Accarezzando con dolcezza la fronte del moribondo, don Giacomo invita anche sé stesso a vincere la paura e gli dice: «“Anch’io ho paura, figliolo. Se voi sapeste!” E sentì, dopo queste parole, d’aver toccato anche lui il fondo e d’aver ricominciato vertiginosamente a risalire. E comprese che solo riproponendo sempre, da capo e per intero, il problema di ciò che siamo, solo esaltando ad ogni istante la coscienza della nostra miseria possiamo provare veramente il bisogno di Dio e aprire il varco alla grazia e alla speranza».

Il muro della paura si sbreccia come d’incanto. Legge stupore e fili di sorriso sul volto del morente e comincia a dirgli le “ragioni” della speranza: «“Perché” soggiunse “ormai quel che siamo stati non conta. Conta solo la volontà di non esserlo più, e di sapersi diversi. Conta solo aver avuto paura ed essersi sentiti soli. Perché è stato detto: fatevi un cuore nuovo e un’anima nuova. E chi ha provato la solitudine, chi ha sperato il perdono, chi ha perdonato è già salvo». Il moribondo è scosso dalle parole di don Giacomo sul perdono: «“Ma come è possibile?” (…) “è possibile, sì, è possibile.
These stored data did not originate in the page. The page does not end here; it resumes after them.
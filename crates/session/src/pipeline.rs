//! Sampler and analysis workers
//!
//! The sampler snapshots every camera slot at the analysis rate and hands
//! the batch to a drop-oldest queue; the analysis thread drains the queue
//! through the orchestrator. Closing the queue stops both.

use crate::orchestrator::SessionOrchestrator;
use crate::SessionError;
use camera_capture::{FrameBatch, FrameSource};
use metrics::{counter, gauge, histogram};
use ring_buffer::RingBuffer;
use std::sync::Arc;
use std::thread;
use std::time::{Duration, Instant};
use tokio::task::JoinHandle;
use tokio::time::MissedTickBehavior;
use tracing::{debug, error, info};

/// Start the batch sampler on the current tokio runtime
pub fn spawn_sampler(
    sources: Vec<Arc<dyn FrameSource>>,
    queue: Arc<RingBuffer<FrameBatch>>,
    period: Duration,
) -> JoinHandle<u64> {
    tokio::spawn(async move {
        let mut ticker = tokio::time::interval(period);
        ticker.set_missed_tick_behavior(MissedTickBehavior::Skip);
        let mut sequence = 0u64;

        loop {
            ticker.tick().await;
            let frames = sources.iter().map(|source| source.poll()).collect();
            let batch = FrameBatch::new(sequence, frames);

            match queue.push(batch) {
                Ok(Some(dropped)) => {
                    counter!("kiosk_batches_dropped_total").increment(1);
                    debug!(batch = dropped.sequence, "Analysis behind, batch dropped");
                }
                Ok(None) => {}
                Err(_) => break,
            }
            sequence += 1;
            gauge!("kiosk_queue_depth").set(queue.len() as f64);
        }

        info!("Sampler stopped after {} batches", sequence);
        sequence
    })
}

/// Start the analysis thread; it yields the number of processed batches
pub fn spawn_analysis(
    orchestrator: SessionOrchestrator,
    queue: Arc<RingBuffer<FrameBatch>>,
) -> std::io::Result<thread::JoinHandle<Result<u64, SessionError>>> {
    thread::Builder::new()
        .name("analysis".to_string())
        .spawn(move || run_analysis(orchestrator, &queue))
}

fn run_analysis(
    mut orchestrator: SessionOrchestrator,
    queue: &RingBuffer<FrameBatch>,
) -> Result<u64, SessionError> {
    info!("Analysis thread started");
    let mut processed = 0u64;

    while let Some(batch) = queue.pop() {
        let started = Instant::now();
        if let Err(e) = orchestrator.tick(&batch) {
            error!("Analysis stopped: {}", e);
            orchestrator.shutdown();
            return Err(e);
        }
        histogram!("kiosk_tick_seconds").record(started.elapsed().as_secs_f64());
        processed += 1;
    }

    orchestrator.shutdown();
    info!("Analysis thread stopped after {} batches", processed);
    Ok(processed)
}

#[cfg(test)]
mod tests {
    use super::*;
    use crate::sinks::{PromptSink, RecordingSink, SessionArchive};
    use crate::Sinks;
    use attendant::detector::{DetectorError, Detectors, PoseDetector, PoseLandmarks};
    use attendant::{FrameAnalyzer, PresenceProbe};
    use camera_capture::{LatestFrame, VideoFrame};
    use instruction::{PresenceConfig, Prompt, Protocol, ProtocolConfig};
    use storage::SessionRecord;
    use uuid::Uuid;

    struct Failing;

    impl PoseDetector for Failing {
        fn detect_pose(&self, _frame: &VideoFrame) -> Result<Option<PoseLandmarks>, DetectorError> {
            Err(DetectorError::new("pose", "model unavailable"))
        }
    }

    struct Quiet;

    impl PromptSink for Quiet {
        fn announce(&self, _prompt: &Prompt) {}
    }

    impl RecordingSink for Quiet {
        fn start(&self, _session_id: Uuid) {}
        fn stop(&self, _session_id: Uuid) {}
    }

    impl SessionArchive for Quiet {
        fn archive(&self, _record: SessionRecord) {}
    }

    fn orchestrator(probe: Arc<dyn PoseDetector>) -> SessionOrchestrator {
        let protocol = Arc::new(Protocol::new(ProtocolConfig::standard(), 1).unwrap());
        let quiet = Arc::new(Quiet);
        SessionOrchestrator::new(
            protocol,
            PresenceConfig::default(),
            PresenceProbe::new(probe, PresenceProbe::DEFAULT_MAX_SIDE),
            FrameAnalyzer::new(Detectors::unavailable()),
            Sinks {
                prompts: quiet.clone(),
                recorder: quiet.clone(),
                archive: quiet,
            },
        )
        .unwrap()
        .0
    }

    fn batch(sequence: u64) -> FrameBatch {
        let mut frame = VideoFrame::blank(4, 4);
        frame.sequence = sequence;
        FrameBatch::new(sequence, vec![Some(Arc::new(frame))])
    }

    #[test]
    fn test_analysis_drains_closed_queue() {
        let queue = Arc::new(RingBuffer::new(5));
        for i in 0..3 {
            queue.push(batch(i)).unwrap();
        }
        queue.close();

        let probe = Arc::new(attendant::NoModelDetector);
        let handle = spawn_analysis(orchestrator(probe), queue).unwrap();
        assert_eq!(handle.join().unwrap().unwrap(), 3);
    }

    #[test]
    fn test_detector_fault_stops_analysis() {
        let queue = Arc::new(RingBuffer::new(5));
        queue.push(batch(0)).unwrap();
        queue.push(batch(1)).unwrap();

        let handle = spawn_analysis(orchestrator(Arc::new(Failing)), queue.clone()).unwrap();
        let result = handle.join().unwrap();
        assert!(matches!(result, Err(SessionError::Attendant(_))));
        // Second batch never processed
        assert_eq!(queue.len(), 1);
    }

    #[tokio::test(start_paused = true)]
    async fn test_sampler_batches_latest_frames() {
        let slot = Arc::new(LatestFrame::new());
        slot.publish(VideoFrame::blank(2, 2));
        let live: Arc<dyn FrameSource> = slot;
        let missing: Arc<dyn FrameSource> = Arc::new(LatestFrame::new());
        let queue = Arc::new(RingBuffer::new(2));

        let sampler = spawn_sampler(
            vec![live, missing],
            queue.clone(),
            Duration::from_millis(100),
        );

        tokio::time::sleep(Duration::from_millis(450)).await;
        queue.close();
        tokio::time::sleep(Duration::from_millis(100)).await;
        let sampled = sampler.await.unwrap();

        assert!(sampled >= 4);
        // Capacity 2: older batches were evicted
        assert_eq!(queue.total_dropped() as u64, sampled - 2);
        let batch = queue.pop().unwrap();
        assert_eq!(batch.camera_count(), 2);
        assert!(batch.get(camera_capture::CameraId(0)).is_some());
        assert!(batch.get(camera_capture::CameraId(1)).is_none());
    }
}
Basta tentarlo. Basta solo sperarlo”». E il colloquio continua con l’espansione del perdono dal morente alla sua donna: «“Ti chiedo perdono” riuscì ad echeggiare il morente. “E questa è la pace”». Don Giacomo conclude con la sua assoluzione e raccogliendo il suo debole sì di consenso al matrimonio in limine vitae con la sua compagna.

Il perdono apice del cristianesimo

Già da L’uccello nella cupola si inscrive nelle viscere della letteratura pomiliana il tema del perdono, come esperienza possibile e doverosa sempre. È l’ossimoro sempre sotteso nell’anima e nello scritto di Pomilio: un Dio altissimo, sé stesso, sempre sé stesso, dal mistero sempre intatto, eppure vicinissimo e aperto al perdono totale verso l’uomo. È l’ossimoro che rende vibrante e teso il cristianesimo di Pomilio e, in un certo senso, anche attraente: quando l’ossimoro si spezza allora abbiamo le caricature cristiane che illustra nei suoi romanzi (il severismo senza misericordia, il legalismo senza spirito, il paternalismo senza paternità, l’orizzontalismo senza mistero).

L’aver posto il perdono al centro del cristianesimo mostra la forza teologica che sottende ai romanzi di Pomilio, a cominciare da L’uccello nella cupola. Il cristianesimo, infatti, mette il perdono nell’ordine del principio, tanto che l’espressione più specifica della missione ecclesiale concepita come carità è proprio l’esercizio del suo potere di perdono. È significativo che Cristo abbia voluto affidare alla Chiesa fra i suoi “poteri” di aiuto o meglio di redenzione (posse salvifici) quello del perdonare: un motivo è che il perdono è un’esperienza di natura materna ed è conveniente che sia esercitata dalla Chiesa, che è essenzialmente una madre. Dall’essere il perdono di natura materna discende, fra l’altro, la sua necessità.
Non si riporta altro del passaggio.